These are only some highlights of products we have coming out in the near term. In our annual report, you can get the inside view of several of our new instruments and also get a sense of the concrete value proposition these products provide to our customers.
Turning now to the cost side. The major production transfers from France and South Carolina are now completed, and you have seen the savings in our results. We are still continuously taking our actions to reduce the cost structure, primarily on the Lab side, and in the first quarter closed our Drug Discovery facility in Chicago and transferred it to our facility in Delaware.
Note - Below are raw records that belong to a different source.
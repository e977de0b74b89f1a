// SPDX-License-Identifier: BUSL-1.1
// Copyright (c) 2026 Alfred Jean LLC

//! Queue and worker-pool configuration.

use crate::error::{EngineError, Result};
use serde::Deserialize;
use std::time::Duration;

/// Configuration for the queue, worker pool, and monitors.
///
/// Every field can be overridden via `FOREMAN_QUEUE_*` environment
/// variables; durations accept `ms`/`s`/`m`/`h` suffixes.
#[derive(Debug, Clone, Deserialize)]
#[serde(default, deny_unknown_fields)]
pub struct QueueConfig {
    pub queue_name: String,
    /// Worker pool size: concurrent poll-execute cycles.
    pub concurrency: usize,
    #[serde(deserialize_with = "de_duration")]
    pub poll_interval: Duration,
    /// How long a received message stays invisible before redelivery.
    #[serde(deserialize_with = "de_duration")]
    pub visibility_timeout: Duration,
    /// Receives allowed before a message is dead-lettered.
    pub max_receive: u32,
    /// Failed children a monitor tolerates before failing the aggregate.
    pub error_tolerance: usize,
}

impl Default for QueueConfig {
    fn default() -> Self {
        Self {
            queue_name: "foreman_jobs".to_string(),
            concurrency: 4,
            poll_interval: Duration::from_secs(1),
            visibility_timeout: Duration::from_secs(300),
            max_receive: 3,
            error_tolerance: 0,
        }
    }
}

impl QueueConfig {
    /// Parse from TOML.
    pub fn from_toml(source: &str) -> Result<Self> {
        toml::from_str(source).map_err(|e| EngineError::InvalidConfig(e.to_string()))
    }

    /// Defaults overlaid with `FOREMAN_QUEUE_*` environment variables.
    pub fn from_env() -> Result<Self> {
        Self::default().with_env_overrides()
    }

    /// Apply environment overrides to an existing configuration.
    pub fn with_env_overrides(mut self) -> Result<Self> {
        if let Ok(v) = std::env::var("FOREMAN_QUEUE_NAME") {
            self.queue_name = v;
        }
        if let Ok(v) = std::env::var("FOREMAN_QUEUE_CONCURRENCY") {
            self.concurrency = parse_env("FOREMAN_QUEUE_CONCURRENCY", &v)?;
        }
        if let Ok(v) = std::env::var("FOREMAN_QUEUE_POLL_INTERVAL") {
            self.poll_interval = parse_duration(&v).map_err(EngineError::InvalidConfig)?;
        }
        if let Ok(v) = std::env::var("FOREMAN_QUEUE_VISIBILITY_TIMEOUT") {
            self.visibility_timeout = parse_duration(&v).map_err(EngineError::InvalidConfig)?;
        }
        if let Ok(v) = std::env::var("FOREMAN_QUEUE_MAX_RECEIVE") {
            self.max_receive = parse_env("FOREMAN_QUEUE_MAX_RECEIVE", &v)?;
        }
        if let Ok(v) = std::env::var("FOREMAN_QUEUE_ERROR_TOLERANCE") {
            self.error_tolerance = parse_env("FOREMAN_QUEUE_ERROR_TOLERANCE", &v)?;
        }
        Ok(self)
    }
}

fn parse_env<T: std::str::FromStr>(name: &str, value: &str) -> Result<T> {
    value
        .parse()
        .map_err(|_| EngineError::InvalidConfig(format!("{name}: cannot parse '{value}'")))
}

/// Parse a duration string like `500ms`, `5s`, `5m`, or `2h`.
/// A bare integer is taken as seconds.
pub fn parse_duration(s: &str) -> std::result::Result<Duration, String> {
    let s = s.trim();
    let (digits, unit) = match s.find(|c: char| !c.is_ascii_digit()) {
        Some(pos) => s.split_at(pos),
        None => (s, "s"),
    };
    let n: u64 = digits.parse().map_err(|_| format!("invalid duration '{s}'"))?;
    match unit {
        "ms" => Ok(Duration::from_millis(n)),
        "s" => Ok(Duration::from_secs(n)),
        "m" => Ok(Duration::from_secs(n * 60)),
        "h" => Ok(Duration::from_secs(n * 3600)),
        _ => Err(format!("invalid duration unit '{unit}' in '{s}'")),
    }
}

fn de_duration<'de, D>(deserializer: D) -> std::result::Result<Duration, D::Error>
where
    D: serde::Deserializer<'de>,
{
    let s = String::deserialize(deserializer)?;
    parse_duration(&s).map_err(serde::de::Error::custom)
}

#[cfg(test)]
#[path = "config_tests.rs"]
mod tests;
With respect to Procurement we also have seen solid results. I am sure many of you are concerned with the rising steel prices. Although we do feel this, it is primarily related to our industrial scales, our packaging instruments, and also to the vehicle scales. By implementing customer price increases, as well as achieving other procurement savings, we expect to more than offset this negative threat from the steel price.
Our franchise is in a very solid position as we move to the midway point of 2004. Our restructuring efforts of the last few years are paying off nicely, and we have successfully reduced our manufacturing base. Furthermore, although we have faced a challenging economic environment over the last few years, we invested heavily in R&D, and our product pipeline is at a very healthy level.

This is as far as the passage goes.